La pharmacovigilance est un élément essentiel de la sécurité sanitaire. Des changements sont intervenus pour améliorer le dispositif dans le cadre des essais cliniques et des études post-AMM, mais, comme on l'a vu récemment, il faut améliorer le système d'alerte et disposer, comme c'est le cas dans d'autres pays, d'une base de données de référence sur l'évaluation du bénéfice-risque. En France, ces données existent, mais elles ne sont pas accessibles à l'ensemble des acteurs de santé.

Bien que nous ayons inscrit le principe de précaution dans la Constitution, nous avons vu, dans l'affaire des pilules, que le système avait du mal à fonctionner, en raison des prises de position de trop nombreux organismes, de la non-décision habituelle nécessitant une mobilisation de tous ces acteurs pour avoir une réelle réactivité. Je sais, madame la ministre, qu'il s'agit d'une de vos préoccupations.

La sous-déclaration des effets indésirables témoigne aussi du manque de réactivité des professionnels de santé dans ce domaine. Les organismes professionnels devraient faire des propositions pour améliorer les déclarations ; il faudra les étudier. Il faut espérer que, après la loi sur le médicament, les patients et les industriels renforceront leur rôle d'alerte.

Les biomarqueurs, qui permettent de détecter les populations de patients et les effets indésirables, sont un élément essentiel qui devrait améliorer la connaissance dans ce domaine. Cette évolution est indispensable. Les études post-AMM renforcées permettront aussi une meilleure connaissance du médicament dans sa vie réelle, car, ce qui est important dans ce domaine, c'est la capacité de détection des signaux faibles.

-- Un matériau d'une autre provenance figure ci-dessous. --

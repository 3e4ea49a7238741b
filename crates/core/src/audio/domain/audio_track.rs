/// Decoded audio: interleaved PCM samples normalized to [-1.0, 1.0].
#[derive(Clone, Debug)]
pub struct AudioTrack {
    samples: Vec<f32>,
    sample_rate: u32,
    channels: u16,
}

impl AudioTrack {
    pub fn new(samples: Vec<f32>, sample_rate: u32, channels: u16) -> Self {
        Self {
            samples,
            sample_rate,
            channels,
        }
    }

    pub fn samples(&self) -> &[f32] {
        &self.samples
    }

    pub fn sample_rate(&self) -> u32 {
        self.sample_rate
    }

    pub fn channels(&self) -> u16 {
        self.channels
    }

    pub fn is_empty(&self) -> bool {
        self.samples.is_empty()
    }

    pub fn duration(&self) -> f64 {
        self.samples.len() as f64 / (self.sample_rate as f64 * self.channels as f64)
    }

    /// Total duration in whole milliseconds (floor).
    pub fn duration_ms(&self) -> u64 {
        let frames_per_sec = self.sample_rate as u64 * self.channels as u64;
        self.samples.len() as u64 * 1000 / frames_per_sec
    }

    /// Copy out the samples covering `[start_ms, end_ms)` as an owned track.
    /// The range is clamped to the track length.
    pub fn slice_ms(&self, start_ms: u64, end_ms: u64) -> AudioTrack {
        let start = self.sample_index_at_ms(start_ms).min(self.samples.len());
        let end = self.sample_index_at_ms(end_ms).min(self.samples.len());
        let end = end.max(start);
        AudioTrack::new(
            self.samples[start..end].to_vec(),
            self.sample_rate,
            self.channels,
        )
    }

    fn sample_index_at_ms(&self, ms: u64) -> usize {
        (ms * self.sample_rate as u64 * self.channels as u64 / 1000) as usize
    }
}

#[cfg(test)]
mod tests {
    use super::*;

    #[test]
    fn test_new_keeps_fields() {
        let track = AudioTrack::new(vec![0.0; 16000], 16000, 1);
        assert_eq!(track.samples().len(), 16000);
        assert_eq!(track.sample_rate(), 16000);
        assert_eq!(track.channels(), 1);
    }

    #[test]
    fn test_duration_mono() {
        let track = AudioTrack::new(vec![0.0; 48000], 16000, 1);
        assert_eq!(track.duration(), 3.0);
        assert_eq!(track.duration_ms(), 3000);
    }

    #[test]
    fn test_duration_stereo() {
        let track = AudioTrack::new(vec![0.0; 96000], 48000, 2);
        assert_eq!(track.duration(), 1.0);
        assert_eq!(track.duration_ms(), 1000);
    }

    #[test]
    fn test_empty_track() {
        let track = AudioTrack::new(vec![], 16000, 1);
        assert!(track.is_empty());
        assert_eq!(track.duration_ms(), 0);
    }

    #[test]
    fn test_slice_ms_copies_expected_range() {
        // 1 kHz mono: one sample per millisecond
        let samples: Vec<f32> = (0..100).map(|i| i as f32).collect();
        let track = AudioTrack::new(samples, 1000, 1);
        let slice = track.slice_ms(10, 20);
        assert_eq!(slice.samples().len(), 10);
        assert_eq!(slice.samples()[0], 10.0);
        assert_eq!(slice.samples()[9], 19.0);
        assert_eq!(slice.sample_rate(), 1000);
    }

    #[test]
    fn test_slice_ms_clamps_past_end() {
        let track = AudioTrack::new(vec![0.0; 50], 1000, 1);
        let slice = track.slice_ms(40, 100);
        assert_eq!(slice.samples().len(), 10);
    }

    #[test]
    fn test_slice_ms_beyond_track_is_empty() {
        let track = AudioTrack::new(vec![0.0; 50], 1000, 1);
        let slice = track.slice_ms(60, 70);
        assert!(slice.is_empty());
    }
}
pub mod ffmpeg_cli_extractor;
pub mod wav_audio_reader;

Enfin, l'information sur les produits de santé doit être améliorée et accessible à tous. Ces données existent ; il faut les rendre accessibles. Tout le monde doit savoir qu'un médicament actif peut avoir des effets secondaires.

La soif de connaissance est aujourd'hui très grande dans ce domaine. On le voit à travers le succès récent de livres dits de « vérité ». Par désir de se faire de la publicité et de réaliser d'importants tirages, on publie des affirmations polémiques et des contrevérités qui affolent les populations. Tout cela peut représenter des risques graves, en modifiant l'observance des traitements. Le récent ouvrage sur la prétendue innocuité du cholestérol est, à cet égard, caricatural et dangereux. Il faut donc être prudent et attentif aux données scientifiques réelles.

La création d'un portail public crédible sur les produits de santé – médicaments et dispositifs médicaux –, que vous avez souhaité, madame la ministre, devrait permettre à l'ensemble des acteurs de santé de disposer d'informations et de précautions d'emploi validées.

Au fond, la problématique pourrait se résumer à une question centrale : comment garantir sans concessions la sécurité des patients, tout en renforçant leur accès aux soins et aux progrès thérapeutiques ?

Et en ce qui concerne l'accessibilité des soins, je tiens à rappeler, même si c'est devenu une banalité de le dire, que, selon le classement de l'OMS, la France, notamment grâce à ce critère, est championne du monde des systèmes de soins depuis des années. Cela ne signifie certainement pas que notre système n'est pas perfectible, et encore moins que nous devions nous reposer sur nos lauriers. Mais gardons à l'esprit que beaucoup de pays nous envient notre système de soins et, souvent, nous copient.

C'est, pour nous, une exigence supplémentaire qui doit nous inciter à rester le modèle à suivre. Je ne doute pas que la nouvelle majorité et le nouveau gouvernement sauront relever les défis auxquels nous devons faire face en apportant des réponses qui seront à la hauteur des enjeux. (Applaudissements sur les bancs du groupe SRC.)